* Work to complete:
Begin at the top of the listing below. Write each line out exactly, ending with the line that holds "for decoy rows.".
(Beginning of Recorded information)
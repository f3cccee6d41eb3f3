use serde::Serialize;

/// Substring marking a protein identifier as a reversed decoy entry in
/// FragPipe output.
pub const DECOY_PROTEIN_MARKER: &str = "rev_";

/// Sentinel value of the MaxQuant `Reverse` column for decoy rows.
pub const REVERSE_FLAG_SENTINEL: &str = "+";

/// Whether an identification came from the target or the decoy database.
///
/// Each engine reports this differently (a sentinel column, a protein-id
/// prefix, or an explicit boolean); the constructors below fold the three
/// conventions into one label.
#[derive(Debug, Clone, Copy, Serialize, PartialEq, Eq, std::hash::Hash, PartialOrd, Ord)]
pub enum TargetDecoy {
    Target,
    Decoy,
}

impl TargetDecoy {
    /// MaxQuant convention: the `Reverse` column holds `+` for decoys and is
    /// empty otherwise.
    pub fn from_reverse_flag(flag: Option<&str>) -> Self {
        match flag {
            Some(REVERSE_FLAG_SENTINEL) => TargetDecoy::Decoy,
            _ => TargetDecoy::Target,
        }
    }

    /// FragPipe convention: decoy proteins carry a `rev_` marker in their
    /// identifier.
    pub fn from_protein_id(protein: &str) -> Self {
        if protein.contains(DECOY_PROTEIN_MARKER) {
            TargetDecoy::Decoy
        } else {
            TargetDecoy::Target
        }
    }

    pub fn from_bool(is_decoy: bool) -> Self {
        if is_decoy {
            TargetDecoy::Decoy
        } else {
            TargetDecoy::Target
        }
    }

    pub fn as_str(&self) -> &'static str {
        match self {
            TargetDecoy::Target => "Target",
            TargetDecoy::Decoy => "Decoy",
        }
    }

    pub fn is_decoy(&self) -> bool {
        matches!(self, TargetDecoy::Decoy)
    }

    pub fn is_target(&self) -> bool {
        !self.is_decoy()
    }
}

#[cfg(test)]
mod tests {
    use super::*;

    #[test]
    fn test_reverse_flag() {
        assert!(TargetDecoy::from_reverse_flag(Some("+")).is_decoy());
        assert!(TargetDecoy::from_reverse_flag(None).is_target());
        assert!(TargetDecoy::from_reverse_flag(Some("")).is_target());
    }

    #[test]
    fn test_protein_marker() {
        assert!(TargetDecoy::from_protein_id("rev_sp|P12345|ALBU_HUMAN").is_decoy());
        assert!(TargetDecoy::from_protein_id("sp|P12345|ALBU_HUMAN").is_target());
    }
}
(End of Recorded information)
* Exercise response:
repository f3cccee6d41eb3f3
use serde::Serialize;

/// Substring marking a protein identifier as a reversed decoy entry in
/// FragPipe output.
pub const DECOY_PROTEIN_MARKER: &str = "rev_";

/// Sentinel value of the MaxQuant `Reverse` column for decoy rows.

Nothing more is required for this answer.